Überrascht war das deutsch-österreichische ForscherInnenteam davon, dass im Laufe einer Salmonelleninfektion eine einzige RNA die Expressionsrate von ungefähr zehn Prozent aller RNA-Moleküle des Wirts beeinflussen kann.

Wie sich Bakterien etablieren


"PinT" formt vermutlich den Übergang vom invasiven Status der Mikroben zu einem Zellprogramm, mit dem sie sich optimal in den Wirtszellen vermehren können. Der "fleißige Regler" manipuliert aber auch die betroffenen menschlichen Zellen, fanden die WissenschafterInnen heraus. So unterdrückt er etwa Botenstoffe, die eine Entzündungsreaktion und damit die zelluläre Abwehr unterstützen. Dadurch können sich die Bakterien besser in den Zellen etablieren, meinen die ForscherInnen. Mit ihrer Arbeit zeigen sie, welche Auswirkungen die Regulation weniger, spezifischer Target-mRNAs im Bakterium auf die Wirtsantwort haben kann.

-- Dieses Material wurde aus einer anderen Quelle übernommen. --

use axum::extract::{Path, State};
use axum::response::IntoResponse;
use axum::routing::{get, post};
use axum::{Json, Router};
use chrono::Utc;
use serde::{Deserialize, Serialize};

use crate::db::ProgressStore;
use crate::models::{ItemType, MasteryLevel, UserProgress};
use crate::response::AppError;
use crate::services::srs;
use crate::state::AppState;

pub fn router() -> Router<AppState> {
    Router::new()
        .route("/:user_id", get(get_user_progress))
        .route("/:user_id/due", get(get_due_items))
        .route("/:user_id/review", post(record_review))
        .route("/:user_id/stats", get(get_progress_stats))
}

#[derive(Debug, Deserialize)]
struct ReviewRequest {
    item_id: String,
    item_type: ItemType,
    correct: bool,
}

#[derive(Debug, Serialize)]
struct ReviewResponse {
    status: &'static str,
    progress: UserProgress,
}

#[derive(Debug, Serialize)]
struct ProgressWithRetention {
    #[serde(flatten)]
    progress: UserProgress,
    retention_rate: f64,
}

#[derive(Debug, Serialize)]
struct ProgressStats {
    total_learned: usize,
    radicals_mastered: usize,
    characters_mastered: usize,
    accuracy_rate: f64,
    streak_days: i64,
    total_reviews: i64,
}

async fn get_user_progress(
    State(state): State<AppState>,
    Path(user_id): Path<String>,
) -> Result<impl IntoResponse, AppError> {
    let records = state.store().list_progress(&user_id).await?;

    let annotated: Vec<ProgressWithRetention> = records
        .into_iter()
        .map(|progress| ProgressWithRetention {
            retention_rate: srs::retention_rate(&progress),
            progress,
        })
        .collect();
    Ok(Json(annotated))
}

async fn get_due_items(
    State(state): State<AppState>,
    Path(user_id): Path<String>,
) -> Result<impl IntoResponse, AppError> {
    let records = state.store().list_progress(&user_id).await?;
    let due = srs::due_for_review(&records, Utc::now());
    Ok(Json(due))
}

async fn record_review(
    State(state): State<AppState>,
    Path(user_id): Path<String>,
    Json(payload): Json<ReviewRequest>,
) -> Result<impl IntoResponse, AppError> {
    let item_id = payload.item_id.trim().to_string();
    if item_id.is_empty() {
        return Err(AppError::validation("item_id must not be empty"));
    }

    let store = state.store();
    let now = Utc::now();

    // Created lazily on first review of an item.
    let mut progress = store
        .get_progress(&user_id, &item_id)
        .await?
        .unwrap_or_else(|| UserProgress::new(user_id.clone(), item_id.clone(), payload.item_type, now));

    srs::apply_review(&mut progress, payload.correct, now);
    store.upsert_progress(&progress).await?;

    tracing::debug!(
        user = %user_id,
        item = %item_id,
        correct = payload.correct,
        interval = progress.interval,
        mastery = progress.mastery_level.as_str(),
        "review recorded"
    );

    Ok(Json(ReviewResponse {
        status: "success",
        progress,
    }))
}

async fn get_progress_stats(
    State(state): State<AppState>,
    Path(user_id): Path<String>,
) -> Result<impl IntoResponse, AppError> {
    let records = state.store().list_progress(&user_id).await?;

    let mut radicals_mastered = 0usize;
    let mut characters_mastered = 0usize;
    let mut total_correct = 0i64;
    let mut total_attempts = 0i64;

    for record in &records {
        if record.mastery_level == MasteryLevel::Mastered {
            match record.item_type {
                ItemType::Radical => radicals_mastered += 1,
                ItemType::Character => characters_mastered += 1,
            }
        }
        total_correct += record.correct_count;
        total_attempts += record.correct_count + record.incorrect_count;
    }

    let accuracy_rate = if total_attempts > 0 {
        total_correct as f64 / total_attempts as f64 * 100.0
    } else {
        0.0
    };

    Ok(Json(ProgressStats {
        total_learned: records.len(),
        radicals_mastered,
        characters_mastered,
        accuracy_rate,
        // Streak tracking is not implemented; the field is kept for
        // response-shape compatibility.
        streak_days: 0,
        total_reviews: total_attempts,
    }))
}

Ansätze für neue Therapien


Die neue Methode bietet die Möglichkeit, Infektionen aus einem neuen Blickwinkel zu studieren. In Zukunft könnten neue molekulare Schnittstellen der Wirt-Pathogen-Interaktion aufgezeigt werden, von denen einige vielleicht sogar neue Ansatzpunkte für Therapiestrategien bieten.

Mit diesem universalen Ansatz ist es außerdem möglich, das Verhalten von Krankheitserregern umfangreich und genau zu testen. "Unsere Methode kommt der wirklichen Umgebung während einer Krankheit näher als viele bisherige Tests. Sie ermöglicht es im Detail zu verstehen, wie sich Wirt und Pathogen gegenseitig beeinflussen", erklärt Fabian Amman.

Tests werden einfacher und billiger


Ihm zufolge können solche Ansätze langfristig dabei helfen, den Phenotyp von Pathogenen zu bestimmen. "Bisher führte man die Eigenschaften neu auftretender Krankheiterregerstämme meist auf den Genotyp zurück. Dabei wurde die Regulation entscheidender Gene oftmals außen vorgelassen. Mit der 'Dualen RNA-Sequenzierung' hingegen kann man relativ einfach und billig testen, in welchen Eigenschaften sich neue Stämme von bereits bekannten unterscheiden", schließt Fabian Amman. (APA/ps)

Das Paper "Dual RNA-seq unveils noncoding RNA functions in host–pathogen interactions" (AutorInnen: Alexander J. Westermann, Konrad U. Förstner, Fabian Amman, Lars Barquist, Yanjie Chao, Leon N. Schulte, Lydia Müller, Richard Reinhardt, Peter F. Stadler und Jörg Vogel) erschien am 20. Jänner 2016 in "Nature".